§ **What you need to do**
Transcribe exactly the span of lines that begins the records and ends with the line holding "use clap::Parser;", both boundary lines included.

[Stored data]

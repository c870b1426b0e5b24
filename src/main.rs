//! conference-rest - Conference REST API Server
//!
//! カンファレンスとセッションをXML/JSONで提供するHTTPサーバー

// coverage_nightly cfg が設定されている場合のみ coverage_attribute を有効化
#![cfg_attr(coverage_nightly, feature(coverage_attribute))]

use anyhow::Result;
use clap::Parser;

use conference_rest::driver::{Args, ConferenceServer};

#[cfg_attr(coverage_nightly, coverage(off))]
#[tokio::main]
async fn main() -> Result<()> {
    env_logger::init();

    let args = Args::parse();

    // CLI引数で上書きした設定を解決
    let config = args.resolve_config()?;

    ConferenceServer::new(config).run().await
}
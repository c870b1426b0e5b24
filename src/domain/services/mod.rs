//! # Domain Services
//!
//! エンティティに属さないビジネスルール

pub mod content_negotiator;

pub use content_negotiator::ContentNegotiator;
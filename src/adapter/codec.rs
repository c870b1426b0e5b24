//! Wire Codecs
//!
//! メディアタイプに応じたXML/JSONのエンコード・デコード

use serde::de::DeserializeOwned;
use serde::Serialize;
use thiserror::Error;

use crate::application::dto::ResourceBody;
use crate::domain::entities::media_type::MediaType;

/// コーデックエラー
#[derive(Debug, Error)]
pub enum CodecError {
    #[error("JSON codec error: {0}")]
    Json(#[from] serde_json::Error),
    #[error("XML serialization error: {0}")]
    XmlSerialize(#[from] quick_xml::SeError),
    #[error("XML deserialization error: {0}")]
    XmlDeserialize(#[from] quick_xml::DeError),
    #[error("XML body is not valid UTF-8: {0}")]
    Utf8(#[from] std::str::Utf8Error),
}

/// ワイヤフォーマット
#[derive(Debug, Clone, Copy, PartialEq, Eq)]
pub enum WireFormat {
    Xml,
    Json,
}

impl WireFormat {
    /// サブタイプ（`xml`, `json` または `+xml`, `+json` サフィックス）から判定する
    pub fn of(media_type: &MediaType) -> Option<Self> {
        let sub_type = media_type.sub_type();
        if sub_type == "xml" || sub_type.ends_with("+xml") {
            Some(Self::Xml)
        } else if sub_type == "json" || sub_type.ends_with("+json") {
            Some(Self::Json)
        } else {
            None
        }
    }

    /// 値をエンコードする
    ///
    /// # Arguments
    ///
    /// * `root` - XMLのルート要素名（JSONでは使わない）
    /// * `value` - エンコードする値
    pub fn encode<T: Serialize>(&self, root: &str, value: &T) -> Result<Vec<u8>, CodecError> {
        match self {
            Self::Json => Ok(serde_json::to_vec(value)?),
            Self::Xml => Ok(quick_xml::se::to_string_with_root(root, value)?.into_bytes()),
        }
    }

    /// 値をデコードする
    pub fn decode<T: DeserializeOwned>(&self, bytes: &[u8]) -> Result<T, CodecError> {
        match self {
            Self::Json => Ok(serde_json::from_slice(bytes)?),
            Self::Xml => {
                let text = std::str::from_utf8(bytes)?;
                Ok(quick_xml::de::from_str(text)?)
            }
        }
    }

    /// レスポンスボディをエンコードする
    pub fn encode_body(&self, body: &ResourceBody) -> Result<Vec<u8>, CodecError> {
        let root = body.root_name();
        match body {
            ResourceBody::Conference(representation) => self.encode(root, representation),
            ResourceBody::Session(representation) => self.encode(root, representation),
            ResourceBody::Sessions(collection) => self.encode(root, collection),
            ResourceBody::Index(index) => self.encode(root, index),
        }
    }
}
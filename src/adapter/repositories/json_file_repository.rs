//! JSON File Repository Implementation
//!
//! RepositoryのJSON実装（全エンティティを1つのJSONファイルで永続化）

use anyhow::{Context, Result};
use async_trait::async_trait;
use log::debug;
use serde::de::DeserializeOwned;
use serde::Serialize;
use std::collections::BTreeMap;
use std::fs;
use std::marker::PhantomData;
use std::path::{Path, PathBuf};
use tokio::sync::Mutex;

use crate::domain::entities::Identifiable;
use crate::domain::repositories::Repository;

/// JSONファイルベースのリポジトリ
///
/// ファイルは `{ "<id>": <entity>, ... }` 形式。ファイルへのアクセスは
/// 非同期Mutexで直列化し、同時に書き込まれることはない。
pub struct JsonFileRepository<T> {
    path: PathBuf,
    file_lock: Mutex<()>,
    _entity: PhantomData<fn() -> T>,
}

impl<T> JsonFileRepository<T>
where
    T: Identifiable + Serialize + DeserializeOwned,
{
    /// 新しいリポジトリを作成
    ///
    /// # Arguments
    ///
    /// * `path` - JSONファイルのパス（存在しなければ空として扱う）
    pub fn new(path: impl Into<PathBuf>) -> Self {
        Self {
            path: path.into(),
            file_lock: Mutex::new(()),
            _entity: PhantomData,
        }
    }

    pub fn path(&self) -> &Path {
        &self.path
    }

    /// ファイルから全エンティティを読み込む（同期処理）
    fn load_sync(path: &Path) -> Result<BTreeMap<String, T>> {
        if !path.exists() {
            debug!("No data file at {}, starting empty", path.display());
            return Ok(BTreeMap::new());
        }

        let content = fs::read_to_string(path).context("Failed to read data file")?;
        let entities: BTreeMap<String, T> =
            serde_json::from_str(&content).context("Failed to parse data file JSON")?;

        debug!("Loaded {} entities from {}", entities.len(), path.display());
        Ok(entities)
    }

    /// ファイルに全エンティティを保存する（同期処理）
    fn save_sync(path: &Path, entities: &BTreeMap<String, T>) -> Result<()> {
        if let Some(parent) = path.parent() {
            fs::create_dir_all(parent).context("Failed to create data directory")?;
        }

        let json = serde_json::to_string_pretty(entities).context("Failed to serialize entities")?;
        fs::write(path, json).context("Failed to write data file")?;

        debug!("Saved {} entities to {}", entities.len(), path.display());
        Ok(())
    }

    /// 読み込み・変更・保存をブロッキングタスクで実行する
    async fn modify<F>(&self, change: F) -> Result<()>
    where
        F: FnOnce(&mut BTreeMap<String, T>) + Send + 'static,
    {
        let _guard = self.file_lock.lock().await;
        let path = self.path.clone();
        tokio::task::spawn_blocking(move || {
            let mut entities = Self::load_sync(&path)?;
            change(&mut entities);
            Self::save_sync(&path, &entities)
        })
        .await
        .map_err(|e| anyhow::anyhow!("Failed to spawn blocking task: {}", e))?
    }
}

#[async_trait]
impl<T> Repository<T> for JsonFileRepository<T>
where
    T: Identifiable + Serialize + DeserializeOwned,
{
    async fn get(&self, id: &str) -> Result<Option<T>> {
        let _guard = self.file_lock.lock().await;
        let path = self.path.clone();
        let mut entities = tokio::task::spawn_blocking(move || Self::load_sync(&path))
            .await
            .map_err(|e| anyhow::anyhow!("Failed to spawn blocking task: {}", e))??;

        Ok(entities.remove(id))
    }

    async fn store(&self, entity: &T) -> Result<()> {
        let entity = entity.clone();
        self.modify(move |entities| {
            entities.insert(entity.id().to_string(), entity);
        })
        .await
    }

    async fn remove(&self, entity: &T) -> Result<()> {
        let id = entity.id().to_string();
        self.modify(move |entities| {
            entities.remove(&id);
        })
        .await
    }
}
//! # Domain Repositories
//!
//! Repository trait（インターフェース）定義
//!
//! ## 特徴
//!
//! - Domain層では実装を持たない（traitの定義のみ）
//! - Adapter層で具体的な実装を提供
//! - 依存性逆転の原則（DIP）を実現

pub mod repository;

pub use repository::Repository;
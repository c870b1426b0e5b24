//! # Content Negotiator
//!
//! レスポンスのメディアタイプ選択

use log::debug;

use crate::domain::entities::media_type::MediaType;

/// コンテントネゴシエーター
///
/// デフォルトと代替の2択から、クライアントが受け入れ可能なメディアタイプを選ぶ
#[derive(Debug, Clone)]
pub struct ContentNegotiator {
    default_type: MediaType,
    alternative_type: MediaType,
}

impl ContentNegotiator {
    /// 新しいネゴシエーターを作成
    ///
    /// # Arguments
    ///
    /// * `default_type` - 互換な要素がない場合に使うメディアタイプ
    /// * `alternative_type` - 互換な要素がある場合に使うメディアタイプ
    pub fn new(default_type: MediaType, alternative_type: MediaType) -> Self {
        Self {
            default_type,
            alternative_type,
        }
    }

    pub fn default_type(&self) -> &MediaType {
        &self.default_type
    }

    pub fn alternative_type(&self) -> &MediaType {
        &self.alternative_type
    }

    /// レスポンスのメディアタイプを選択する
    ///
    /// クライアントの宣言順に走査し、代替タイプと互換な要素が1つでもあれば
    /// 代替タイプを返す。q値による重み付けは行わない。
    ///
    /// # Arguments
    ///
    /// * `acceptable` - `Accept` ヘッダーから得たメディアタイプ（宣言順）
    pub fn select(&self, acceptable: &[MediaType]) -> &MediaType {
        match acceptable
            .iter()
            .find(|media_type| media_type.is_compatible(&self.alternative_type))
        {
            Some(matched) => {
                debug!("Accept entry {} selects {}", matched, self.alternative_type);
                &self.alternative_type
            }
            None => &self.default_type,
        }
    }
}
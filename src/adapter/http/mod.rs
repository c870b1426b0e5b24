//! HTTP Adapter
//!
//! axumのルーターとハンドラー。リクエストをユースケースの呼び出しに変換し、
//! 結果をネゴシエーション済みのメディアタイプでエンコードして返す。

pub mod error;
pub mod handlers;

use axum::routing::{get, post};
use axum::Router;
use std::sync::Arc;

use crate::application::converters::{ConferenceConverter, SessionConverter};
use crate::application::dto::VendorMediaTypes;
use crate::application::use_cases::ConferenceResource;
use crate::domain::entities::conference::Conference;
use crate::domain::repositories::Repository;

pub use error::ApiError;

/// HTTPで公開するカンファレンスリソース
pub type HttpConferenceResource<R> = ConferenceResource<R, ConferenceConverter, SessionConverter>;

/// ルーターの共有状態
pub struct ApiState<R: Repository<Conference>> {
    pub conference: Arc<HttpConferenceResource<R>>,
    pub media_types: VendorMediaTypes,
    pub base_uri: String,
}

impl<R: Repository<Conference>> ApiState<R> {
    pub fn new(
        conference: Arc<HttpConferenceResource<R>>,
        media_types: VendorMediaTypes,
        base_uri: impl Into<String>,
    ) -> Self {
        Self {
            conference,
            media_types,
            base_uri: base_uri.into(),
        }
    }
}

impl<R: Repository<Conference>> Clone for ApiState<R> {
    fn clone(&self) -> Self {
        Self {
            conference: Arc::clone(&self.conference),
            media_types: self.media_types.clone(),
            base_uri: self.base_uri.clone(),
        }
    }
}

/// ルーターを作成する
///
/// ルートはサーバーのルートに固定される。ベースURIは生成するURIにのみ使う。
pub fn create_router<R>(state: ApiState<R>) -> Router
where
    R: Repository<Conference> + 'static,
{
    Router::new()
        .route("/", get(handlers::index::<R>))
        .route("/conference", post(handlers::create_conference::<R>))
        .route(
            "/conference/:id",
            get(handlers::get_conference::<R>)
                .put(handlers::update_conference::<R>)
                .delete(handlers::delete_conference::<R>),
        )
        .route(
            "/conference/:id/session",
            get(handlers::list_sessions::<R>).post(handlers::create_session::<R>),
        )
        .route(
            "/conference/:id/session/:session_id",
            get(handlers::get_session::<R>)
                .put(handlers::update_session::<R>)
                .delete(handlers::delete_session::<R>),
        )
        .with_state(state)
}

§ **Answer section**
repository c870b1426b0e5b24
filename src/main.rs
//! conference-rest - Conference REST API Server
//!
//! カンファレンスとセッションをXML/JSONで提供するHTTPサーバー

// coverage_nightly cfg が設定されている場合のみ coverage_attribute を有効化
#![cfg_attr(coverage_nightly, feature(coverage_attribute))]

use anyhow::Result;
use clap::Parser;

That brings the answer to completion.